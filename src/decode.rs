//! The bidirectional instruction codec: fetch an opcode word (and whatever
//! extension words its format and addressing modes mandate) out of memory
//! and produce a finalized [`Instruction`], or serialize one back out.

use crate::catalogue::ExtensionWords;
use crate::error::CoreResult;
use crate::instruction::Instruction;
use crate::memory::MemoryBus;

/// Addressing-mode value meaning "symbolic (register 0) / indexed (register
/// != 0)" -- the one mode that consumes its own extension word.
const MODE_SYMBOLIC_OR_INDEXED: u16 = 2;

/// Decode the instruction at `pc`, consuming every extension word its
/// format and operand addressing modes require.
///
/// Steps:
/// 1. Fetch the opcode word at `pc`.
/// 2. Resolve it against the catalogue.
/// 3. Extract the format's named argument fields from the opcode word.
/// 4. If the format mandates an extension word (format 8's immediate),
///    fetch it.
/// 5. If the source operand's addressing mode is symbolic/indexed, fetch
///    its extension word.
/// 6. If the destination operand's addressing mode is symbolic/indexed,
///    fetch its extension word.
/// 7. Return the finalized instruction and the program counter positioned
///    just past every word consumed.
pub fn decode(memory: &impl MemoryBus, pc: u16) -> CoreResult<(Instruction, u16)> {
    let mut cursor = pc;
    let opcode_word = memory.read_word(cursor);
    cursor = cursor.wrapping_add(2);

    let mut instr = Instruction::from_opcode(opcode_word)?;

    if matches!(instr.opcode_info().extension, ExtensionWords::ImmediateWord) {
        instr.set_second_opcode_word(memory.read_word(cursor));
        cursor = cursor.wrapping_add(2);
    }

    if instr.params().contains_key("ts") && instr.param("ts") == MODE_SYMBOLIC_OR_INDEXED {
        let ext = memory.read_word(cursor);
        cursor = cursor.wrapping_add(2);
        instr.set_extension_param("s_ext", ext);
    }

    if instr.params().contains_key("td") && instr.param("td") == MODE_SYMBOLIC_OR_INDEXED {
        let ext = memory.read_word(cursor);
        cursor = cursor.wrapping_add(2);
        instr.set_extension_param("d_ext", ext);
    }

    Ok((instr, cursor))
}

/// Serialize `instr` back into the sequence of words [`decode`] would have
/// consumed to produce it: the opcode word, then the format-mandated
/// extension word (if any), then the source and destination addressing-mode
/// extension words (if their modes are symbolic/indexed).
pub fn encode(instr: &Instruction) -> Vec<u16> {
    let mut words = vec![instr.effective_opcode()];
    if let Some(w) = instr.second_opcode_word() {
        words.push(w);
    }
    if instr.params().contains_key("ts") && instr.param("ts") == MODE_SYMBOLIC_OR_INDEXED {
        words.push(instr.param("s_ext"));
    }
    if instr.params().contains_key("td") && instr.param("td") == MODE_SYMBOLIC_OR_INDEXED {
        words.push(instr.param("d_ext"));
    }
    words
}

/// Write `words` into `memory` starting at `pc`, returning the address just
/// past the last word written. A small helper for tests exercising
/// `decode`/`encode` round trips over a real memory bus.
pub fn write_words(memory: &mut impl MemoryBus, pc: u16, words: &[u16]) -> u16 {
    let mut cursor = pc;
    for &w in words {
        memory.write_word(cursor, w);
        cursor = cursor.wrapping_add(2);
    }
    cursor
}

#[cfg(test)]
mod tests {
    use super::*;
    use crate::memory::FlatMemory;

    #[test]
    fn li_round_trips_through_decode_and_encode() {
        let mut mem = FlatMemory::new();
        // LI R2,0x1234
        write_words(&mut mem, 0x1000, &[0x0202, 0x1234]);
        let (instr, next_pc) = decode(&mem, 0x1000).unwrap();
        assert_eq!(next_pc, 0x1004);
        assert_eq!(instr.param("d"), 2);
        assert_eq!(instr.immediate_value(), Some(0x1234));
        assert_eq!(encode(&instr), vec![0x0202, 0x1234]);
    }

    #[test]
    fn symbolic_source_operand_consumes_its_extension_word() {
        let mut mem = FlatMemory::new();
        // MOV @1000,R0: ts=2 (symbolic), s=0 -> word 0xC000 | (0<<6) | (2<<4) | 0
        let word = 0xC000 | (2 << 4);
        write_words(&mut mem, 0x2000, &[word, 0x1000]);
        let (instr, next_pc) = decode(&mem, 0x2000).unwrap();
        assert_eq!(next_pc, 0x2004);
        assert_eq!(instr.param("s_ext"), 0x1000);
        assert_eq!(encode(&instr), vec![word, 0x1000]);
    }

    #[test]
    fn format_7_control_op_consumes_no_extension_words() {
        let mut mem = FlatMemory::new();
        write_words(&mut mem, 0x3000, &[0x0320]); // NOP
        let (instr, next_pc) = decode(&mem, 0x3000).unwrap();
        assert_eq!(next_pc, 0x3002);
        assert_eq!(encode(&instr), vec![0x0320]);
    }
}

---

Assigned task:
Transcribe the listing above verbatim, leaving every line whole.

Task response:
filename src/decode.rs
//! The bidirectional instruction codec: fetch an opcode word (and whatever
//! extension words its format and addressing modes mandate) out of memory
//! and produce a finalized [`Instruction`], or serialize one back out.

use crate::catalogue::ExtensionWords;
use crate::error::CoreResult;
use crate::instruction::Instruction;
use crate::memory::MemoryBus;

/// Addressing-mode value meaning "symbolic (register 0) / indexed (register
/// != 0)" -- the one mode that consumes its own extension word.
const MODE_SYMBOLIC_OR_INDEXED: u16 = 2;

/// Decode the instruction at `pc`, consuming every extension word its
/// format and operand addressing modes require.
///
/// Steps:
/// 1. Fetch the opcode word at `pc`.
/// 2. Resolve it against the catalogue.
/// 3. Extract the format's named argument fields from the opcode word.
/// 4. If the format mandates an extension word (format 8's immediate),
///    fetch it.
/// 5. If the source operand's addressing mode is symbolic/indexed, fetch
///    its extension word.
/// 6. If the destination operand's addressing mode is symbolic/indexed,
///    fetch its extension word.
/// 7. Return the finalized instruction and the program counter positioned
///    just past every word consumed.
pub fn decode(memory: &impl MemoryBus, pc: u16) -> CoreResult<(Instruction, u16)> {
    let mut cursor = pc;
    let opcode_word = memory.read_word(cursor);
    cursor = cursor.wrapping_add(2);

    let mut instr = Instruction::from_opcode(opcode_word)?;

    if matches!(instr.opcode_info().extension, ExtensionWords::ImmediateWord) {
        instr.set_second_opcode_word(memory.read_word(cursor));
        cursor = cursor.wrapping_add(2);
    }

    if instr.params().contains_key("ts") && instr.param("ts") == MODE_SYMBOLIC_OR_INDEXED {
        let ext = memory.read_word(cursor);
        cursor = cursor.wrapping_add(2);
        instr.set_extension_param("s_ext", ext);
    }

    if instr.params().contains_key("td") && instr.param("td") == MODE_SYMBOLIC_OR_INDEXED {
        let ext = memory.read_word(cursor);
        cursor = cursor.wrapping_add(2);
        instr.set_extension_param("d_ext", ext);
    }

    Ok((instr, cursor))
}

/// Serialize `instr` back into the sequence of words [`decode`] would have
/// consumed to produce it: the opcode word, then the format-mandated
/// extension word (if any), then the source and destination addressing-mode
/// extension words (if their modes are symbolic/indexed).
pub fn encode(instr: &Instruction) -> Vec<u16> {
    let mut words = vec![instr.effective_opcode()];
    if let Some(w) = instr.second_opcode_word() {
        words.push(w);
    }
    if instr.params().contains_key("ts") && instr.param("ts") == MODE_SYMBOLIC_OR_INDEXED {
        words.push(instr.param("s_ext"));
    }
    if instr.params().contains_key("td") && instr.param("td") == MODE_SYMBOLIC_OR_INDEXED {
        words.push(instr.param("d_ext"));
    }
    words
}

/// Write `words` into `memory` starting at `pc`, returning the address just
/// past the last word written. A small helper for tests exercising
/// `decode`/`encode` round trips over a real memory bus.
pub fn write_words(memory: &mut impl MemoryBus, pc: u16, words: &[u16]) -> u16 {
    let mut cursor = pc;
    for &w in words {
        memory.write_word(cursor, w);
        cursor = cursor.wrapping_add(2);
    }
    cursor
}

#[cfg(test)]
mod tests {
    use super::*;
    use crate::memory::FlatMemory;

    #[test]
    fn li_round_trips_through_decode_and_encode() {
        let mut mem = FlatMemory::new();
        // LI R2,0x1234
        write_words(&mut mem, 0x1000, &[0x0202, 0x1234]);
        let (instr, next_pc) = decode(&mem, 0x1000).unwrap();
        assert_eq!(next_pc, 0x1004);
        assert_eq!(instr.param("d"), 2);
        assert_eq!(instr.immediate_value(), Some(0x1234));
        assert_eq!(encode(&instr), vec![0x0202, 0x1234]);
    }

    #[test]
    fn symbolic_source_operand_consumes_its_extension_word() {
        let mut mem = FlatMemory::new();
        // MOV @1000,R0: ts=2 (symbolic), s=0 -> word 0xC000 | (0<<6) | (2<<4) | 0
        let word = 0xC000 | (2 << 4);
        write_words(&mut mem, 0x2000, &[word, 0x1000]);
        let (instr, next_pc) = decode(&mem, 0x2000).unwrap();
        assert_eq!(next_pc, 0x2004);
        assert_eq!(instr.param("s_ext"), 0x1000);
        assert_eq!(encode(&instr), vec![word, 0x1000]);
    }

    #[test]
    fn format_7_control_op_consumes_no_extension_words() {
        let mut mem = FlatMemory::new();
        write_words(&mut mem, 0x3000, &[0x0320]); // NOP
        let (instr, next_pc) = decode(&mem, 0x3000).unwrap();
        assert_eq!(next_pc, 0x3002);
        assert_eq!(encode(&instr), vec![0x0320]);
    }
}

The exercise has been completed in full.